In the summer of '69, the hard-living rockers of the British Invasion still rule London when former Rolling Stone Brian Jones is found floating in the pool of his palatial home. On a quiet residential block that should be far removed from the swinging party scene, Detective Sergeant Cathal Breen investigates the murder of a young woman. But the victim, known professionally as Julie Teenager, was a call girl for the rich and famous. Her client list is long, and thick with suspects-all rich, powerful, and protected. As DS Breen hones in on his prime target, he receives a pointed warning: Watch your back.
Fortunately, Breen doesn't have to work alone. His keenly intuitive, deeply moral partner Helen Tozer, despite the pregnancy that's interrupted her policing career, can't help being drawn into the case of a girl used and cast aside.
Tense and dramatic, unfolding at a blistering pace, Play With Fire is a gripping police thriller set in the darkly technicolor world of the 1960s.
PUBLISHERS WEEKLY
British author Shaw's solid fourth mystery starring the Metropolitan Police's Det. Sgt. Cathal Breen (after 2016's A Song for the Brokenhearted) opens with the discovery of the body of guitarist Brian Jones, the former Rolling Stone, in his swimming pool.
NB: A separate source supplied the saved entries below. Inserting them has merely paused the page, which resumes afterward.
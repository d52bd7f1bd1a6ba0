//! Synthetic speech-like audio shared by the integration tests.
#![allow(dead_code)]

use std::f32::consts::PI;

pub const SR: u32 = 16_000;
pub const FRAME: usize = 512;

/// Per-syllable pitch and two formant centers (Hz).
const SYLLABLES: [(f32, f32, f32); 4] = [
    (140.0, 700.0, 1_200.0),
    (180.0, 400.0, 2_300.0),
    (120.0, 550.0, 900.0),
    (220.0, 300.0, 2_800.0),
];

/// Four vowel-like syllables: harmonic series up to 7.8 kHz shaped by two
/// formants, under an envelope that never drops to silence.
pub fn phrase(secs: f32, gain: f32) -> Vec<i16> {
    let n = (SR as f32 * secs) as usize;
    let syl_len = n.div_ceil(SYLLABLES.len()).max(1);
    (0..n)
        .map(|i| {
            let (f0, f1, f2) = SYLLABLES[(i / syl_len).min(SYLLABLES.len() - 1)];
            let local = (i % syl_len) as f32 / syl_len as f32;
            let env = 0.3 + 0.7 * (PI * local).sin();
            let t = i as f32 / SR as f32;

            let (mut acc, mut norm) = (0.0f32, 0.0f32);
            let mut k = 1.0f32;
            while k * f0 < 7_800.0 {
                let f = k * f0;
                let w = 0.05
                    + (-((f - f1) / 150.0).powi(2)).exp()
                    + 0.6 * (-((f - f2) / 250.0).powi(2)).exp();
                acc += w * (2.0 * PI * f * t).sin();
                norm += w;
                k += 1.0;
            }
            (gain * env * acc / norm * 32_767.0 * 3.0).clamp(-32_768.0, 32_767.0) as i16
        })
        .collect()
}

pub fn silence(secs: f32) -> Vec<i16> {
    vec![0; (SR as f32 * secs) as usize]
}

/// `lead` seconds of silence, `body`, then `tail` seconds of silence.
pub fn padded(lead: f32, body: &[i16], tail: f32) -> Vec<i16> {
    let mut out = silence(lead);
    out.extend_from_slice(body);
    out.extend(silence(tail));
    out
}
Later, some investigators suspect Jones didn't die of natural causes, but his death has nothing to do with the main plot: Breen's investigation of the murder of a prostitute who called herself Julie Teenager, whose body was concealed on top of an elevator in her London apartment building. Though the dead woman, actually 26-year-old Lena Bobienski, had many clients, Breen is surprised to learn that Scotland Yard's vice squad has no file on her under either name. A press report claiming that her johns included members of the establishment suggests the reason Bobienski was officially unknown to the police, despite the beat constable's awareness of the nature of the traffic in and out of her building. The serious injury or death or three more people raises the tension. Fans of Deborah Crombie will be pleased, but those expecting a substantial look at the Jones case will be disappointed.